### What to do
All lines from the opening of the entries below through the line containing "across your fleet" must be output exactly as they appear, with no other lines.

### Dataset extract
■ ■ ■ ■ ■ ■ ■
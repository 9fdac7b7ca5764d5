use crate::{
    DEFAULT_EPOCH, FlakeGenerator, RandSource, RandomFlakeId, Result, ThreadRandom, TimeSource,
    WallClock,
};
use std::{sync::Mutex, time::Duration};
use tracing::instrument;

/// The entropy-based flake ID strategy.
///
/// Combines a 41-bit millisecond delta with 23 freshly drawn random bits. No
/// coordination between processes is required; in exchange, uniqueness is
/// only probabilistic (birthday bound over 2^23 values per millisecond).
///
/// ## Recommended When
/// - You cannot assign unique host IDs across your fleet
/// - A small, quantifiable collision risk is acceptable
///
/// ## See Also
/// - [`HostFlakeGenerator`] for stronger per-millisecond uniqueness
///
/// [`HostFlakeGenerator`]: crate::HostFlakeGenerator
pub struct RandomFlakeGenerator<T = WallClock, R = ThreadRandom>
where
    T: TimeSource,
    R: RandSource,
{
    epoch: Duration,
    last: Mutex<Option<RandomFlakeId>>,
    time: T,
    rand: R,
}

impl Default for RandomFlakeGenerator<WallClock, ThreadRandom> {
    /// A generator over the system clock and thread-local RNG, bound to
    /// [`DEFAULT_EPOCH`].
    fn default() -> Self {
        Self::new(WallClock, ThreadRandom)
    }
}

impl<T, R> RandomFlakeGenerator<T, R>
where
    T: TimeSource,
    R: RandSource,
{
    /// Creates a new [`RandomFlakeGenerator`] bound to [`DEFAULT_EPOCH`].
    ///
    /// The random source is an explicit dependency rather than process-global
    /// state, so tests can substitute a deterministic one.
    ///
    /// # Example
    ///
    /// ```
    /// use flakeid::{FlakeGenerator, RandomFlakeGenerator, ThreadRandom, WallClock};
    ///
    /// let generator = RandomFlakeGenerator::new(WallClock, ThreadRandom);
    /// let id = generator.next_id();
    /// assert!(id.timestamp() > 0);
    /// ```
    pub fn new(time: T, rand: R) -> Self {
        Self::with_epoch(DEFAULT_EPOCH, time, rand)
    }

    /// Creates a new [`RandomFlakeGenerator`] with an explicit epoch, given
    /// as a duration since the Unix epoch.
    ///
    /// IDs are only mutually comparable and decodable across generators that
    /// share an epoch.
    pub fn with_epoch(epoch: Duration, time: T, rand: R) -> Self {
        Self {
            epoch,
            last: Mutex::new(None),
            time,
            rand,
        }
    }
}

impl<T, R> FlakeGenerator for RandomFlakeGenerator<T, R>
where
    T: TimeSource,
    R: RandSource,
{
    type Id = RandomFlakeId;

    fn epoch(&self) -> Duration {
        self.epoch
    }

    /// Packs the current millisecond delta with 23 fresh random bits.
    ///
    /// The ID itself is a local computation; the lock only protects the
    /// last-issued bookkeeping read by [`FlakeGenerator::last_id`], using the
    /// same discipline as the host strategy.
    #[instrument(level = "trace", skip(self))]
    fn try_next_id(&self) -> Result<Self::Id> {
        let delta = self
            .time
            .current_millis()
            .saturating_sub(self.epoch.as_millis() as u64);
        let id = RandomFlakeId::from(delta, self.rand.rand_u64());

        *self.last.lock()? = Some(id);
        Ok(id)
    }

    fn try_last_id(&self) -> Result<Option<Self::Id>> {
        Ok(*self.last.lock()?)
    }
}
■ ■ ■ ■ ■ ■ ■
### Your response
repository 9fdac7b7ca5764d5
use crate::{
    DEFAULT_EPOCH, FlakeGenerator, RandSource, RandomFlakeId, Result, ThreadRandom, TimeSource,
    WallClock,
};
use std::{sync::Mutex, time::Duration};
use tracing::instrument;

/// The entropy-based flake ID strategy.
///
/// Combines a 41-bit millisecond delta with 23 freshly drawn random bits. No
/// coordination between processes is required; in exchange, uniqueness is
/// only probabilistic (birthday bound over 2^23 values per millisecond).
///
/// ## Recommended When
/// - You cannot assign unique host IDs across your fleet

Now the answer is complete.